Outside, Iowa needs a pass rush. The Hawkeyes were abysmal at getting into the backfiend last year, ranking 113th in sacks and 105th in TFLs. The three aforementioned guys aren't going to be rushers, even though Alvis and Cooper can play outside. That rush outside could come from a group of four players: Bud Spears, Riley McMinn, Drew Ott, or Mike Hardy. They are all basically unknown quantities at this point.

So while the suspect Iowa defensive line doesn't have any real answers lying ahead, the Hawkeyes at least know what they have at linebacker, where two multi-year starters and last year's Big Ten leading tackler return -- all three of them seniors. This doesn't mean that this unit is necessarily going to be rock solid. ESPN wasn't high on this group's 2012 campaign, ranking the Iowa backers seventh in the conference and citing a lack of big plays to go along with the steady tackle numbers.

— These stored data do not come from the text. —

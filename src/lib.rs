//! spendbook - personal expense ledger
//!
//! This library provides the core functionality for the spendbook CLI:
//! an ordered collection of expense records plus a single income scalar,
//! derived totals, delimited-text persistence, remote sheet import, and
//! CSV/text/workbook export.
//!
//! # Architecture
//!
//! The crate is organized into the following modules:
//!
//! - `config`: Configuration and path management
//! - `error`: Custom error types
//! - `models`: Core data models (money, expense records, the ledger)
//! - `storage`: Delimited-text file storage layer
//! - `services`: Business logic layer
//! - `remote`: Published-sheet fetch and tolerant parsing
//! - `export`: CSV, text, and workbook payloads
//! - `display`: Terminal rendering
//! - `cli`: Command handlers
//!
//! # Example
//!
//! ```rust,ignore
//! use spendbook::config::{paths::SpendbookPaths, settings::Settings};
//! use spendbook::services::LedgerService;
//! use spendbook::storage::Store;
//!
//! let paths = SpendbookPaths::new()?;
//! let settings = Settings::load_or_create(&paths)?;
//! let store = Store::new(paths)?;
//! let ledger = LedgerService::new(&store).load();
//! ```

pub mod cli;
pub mod config;
pub mod display;
pub mod error;
pub mod export;
pub mod models;
pub mod remote;
pub mod services;
pub mod storage;

pub use error::{LedgerError, LedgerResult};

James Morris will continue to man the middle, but he would have to make a serious jump to contend for all-Big Ten, and while he is a solid tackler and good program guy, he is mistake prone and somewhat of a liability in coverage. Christian Kirksey had a good season on the strongside last year and has the tools to take another step forward. Anthony Hitchens led the conference in tackles last year despite it being his first as a starter, so there is definitely room for improvement. This unit is solid, but hasn't shown the ability to be the kind of linebacking corp that Iowa has shown it needs to succeed.

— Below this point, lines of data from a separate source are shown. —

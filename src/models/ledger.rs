//! Ledger model and derived totals
//!
//! The ledger is the in-memory pairing of the expense records with the
//! single income scalar. Totals are never stored; `compute_totals` is a
//! pure function of the current state.

use serde::{Deserialize, Serialize};

use super::expense::ExpenseRecord;
use super::money::Money;

/// In-memory ledger state: ordered expense records plus the income scalar
#[derive(Debug, Clone, Default, PartialEq, Serialize, Deserialize)]
pub struct Ledger {
    /// Expense records in insertion order
    #[serde(default)]
    pub records: Vec<ExpenseRecord>,

    /// Non-negative income, independent of the records
    #[serde(default)]
    pub income: Money,
}

impl Ledger {
    /// Create an empty ledger
    pub fn new() -> Self {
        Self::default()
    }

    /// Number of records
    pub fn count(&self) -> usize {
        self.records.len()
    }

    /// True when there are no records
    pub fn is_empty(&self) -> bool {
        self.records.is_empty()
    }
}

/// Derived aggregates over a ledger
#[derive(Debug, Clone, Copy, PartialEq, Eq)]
pub struct Totals {
    /// Sum of all record prices
    pub total_expenses: Money,

    /// Income minus total expenses; may be negative
    pub remaining_balance: Money,

    /// Mean record price; zero for an empty ledger
    pub average_price: Money,

    /// Largest record price; zero for an empty ledger
    pub max_price: Money,

    /// Number of records
    pub count: usize,
}

/// Compute the derived totals for a ledger
///
/// Pure function: no state is read or written beyond the argument. An
/// empty ledger yields all-zero totals.
pub fn compute_totals(ledger: &Ledger) -> Totals {
    let count = ledger.records.len();
    let total_expenses: Money = ledger.records.iter().map(|r| r.price).sum();

    let average_price = if count == 0 {
        Money::zero()
    } else {
        Money::from_minor(total_expenses.minor() / count as i64)
    };

    let max_price = ledger
        .records
        .iter()
        .map(|r| r.price)
        .max()
        .unwrap_or_else(Money::zero);

    Totals {
        total_expenses,
        remaining_balance: ledger.income - total_expenses,
        average_price,
        max_price,
        count,
    }
}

However, Iowa's talent coming back in the middle is more than the Hawkeyes can say for the secondary, where Micah Hyde is gone to the NFL and leaves a lot of uncertainty in his wake. Still, given how bad things got back there, uncertainty could at least turn out to be "hey, these guys aren't so bad."

Junior BJ Lowery is back after playing some last season, and he has the potential to be a solid option. He will probably start with either freshman Sean Draper or sophomore Jordan Lomax winning the job on the other side.

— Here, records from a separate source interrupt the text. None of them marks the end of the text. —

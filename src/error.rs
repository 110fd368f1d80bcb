//! Custom error types for spendbook
//!
//! This module defines the error hierarchy for the application using thiserror
//! for ergonomic error definitions.

use thiserror::Error;

/// The main error type for spendbook operations
#[derive(Error, Debug)]
pub enum LedgerError {
    /// Configuration-related errors
    #[error("Configuration error: {0}")]
    Config(String),

    /// File I/O errors
    #[error("I/O error: {0}")]
    Io(String),

    /// Validation errors for user input
    #[error("Validation error: {0}")]
    Validation(String),

    /// Backing-store errors (missing, corrupt, or unwritable artifacts)
    #[error("Storage error: {0}")]
    Storage(String),

    /// Export errors
    #[error("Export error: {0}")]
    Export(String),

    /// Remote sheet fetch errors (network, HTTP status, bad URL)
    #[error("Remote fetch error: {0}")]
    RemoteFetch(String),

    /// Remote sheet text in which no usable header row could be located
    #[error("Sheet parse error: {0}")]
    SheetParse(String),
}

impl LedgerError {
    /// Validation error for a blank item name
    pub fn blank_item() -> Self {
        Self::Validation("item name must not be blank".into())
    }

    /// Validation error for a non-positive price
    pub fn non_positive_price() -> Self {
        Self::Validation("price must be greater than zero".into())
    }

    /// Validation error for a negative amount
    pub fn negative_amount(field: &str) -> Self {
        Self::Validation(format!("{} must not be negative", field))
    }

    /// Check if this is a validation error
    pub fn is_validation(&self) -> bool {
        matches!(self, Self::Validation(_))
    }

    /// Check if this is a storage error
    pub fn is_storage(&self) -> bool {
        matches!(self, Self::Storage(_))
    }
}

// Implement From traits for common error types

impl From<std::io::Error> for LedgerError {
    fn from(err: std::io::Error) -> Self {
        Self::Io(err.to_string())
    }
}

impl From<csv::Error> for LedgerError {
    fn from(err: csv::Error) -> Self {
        Self::Storage(err.to_string())
    }
}

impl From<reqwest::Error> for LedgerError {
    fn from(err: reqwest::Error) -> Self {
        Self::RemoteFetch(err.to_string())
    }
}

/// Result type alias for spendbook operations
pub type LedgerResult<T> = Result<T, LedgerError>;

However, corner isn't as much a concern as safety, where Iowa went from the program known for turning piles of coal into fundamentally sound, robotic deep safeties to watching Tanner Miller do something like this all the time Denarded1_medium

And he's back. So there's that. What does Patrick Vint have to say about Miller?

For two seasons, Tanner Miller has singlehandedly destroyed the cornerback lined up next to him. In 2011, he probably cost Shaun Prater a couple million in NFL money by being perpetually out of position in cover 2 (which, if I'm not mistaken, is no more complicated than "sit deep"). In 2012, it was Lowery and Castillo and any other poor soul with the misfortune of counting on him for over the top help with the deep ball.

Man, have I been there.

/thinks about 2009

/stops thinking about 2009 almost immediately because it hurts my head too bad

The other safety spot, the one presumably not laying everything in its path in a fiery waste will most likely be sophomore Nico Law, a safety recruited (not a walk-on mind you) to play safety. Iowa loses a lot of guys from last year's secondary, but in this case, an infusion of youth might be a good thing.

The Outlook:

The biggest thing to remember about Iowa's 2012 defense was that it was the first time an Iowa defense had been led by anyone other than Norm Parker in over a decade. While Phil "Not Norm's Son" Parker is still somewhat of an unknown quantity as a coordinator, year two is where you begin to get some answers as to just what a guy can do when put in charge. However, Parker isn't a new face from outside the program. He has been at Iowa for years and that minimizes the slack he gets cut for being the new guy. The system is still largely the same, and the pieces are known.

This is a unit that could be better in 2013 if a few key guys step up. There is youth along the line and in the secondary that will be thrown into the fire, and if those players can weather an increased role, Iowa's defensive prospects improve not only this year, but for the future. Stable production at linebacker should help steady the ship, but there are prone to be issues that are exposed. How quickly Iowa's coaching staff can address those with this squad will determine just how much of an improvement over last year, if any, the Hawkeye defense can make.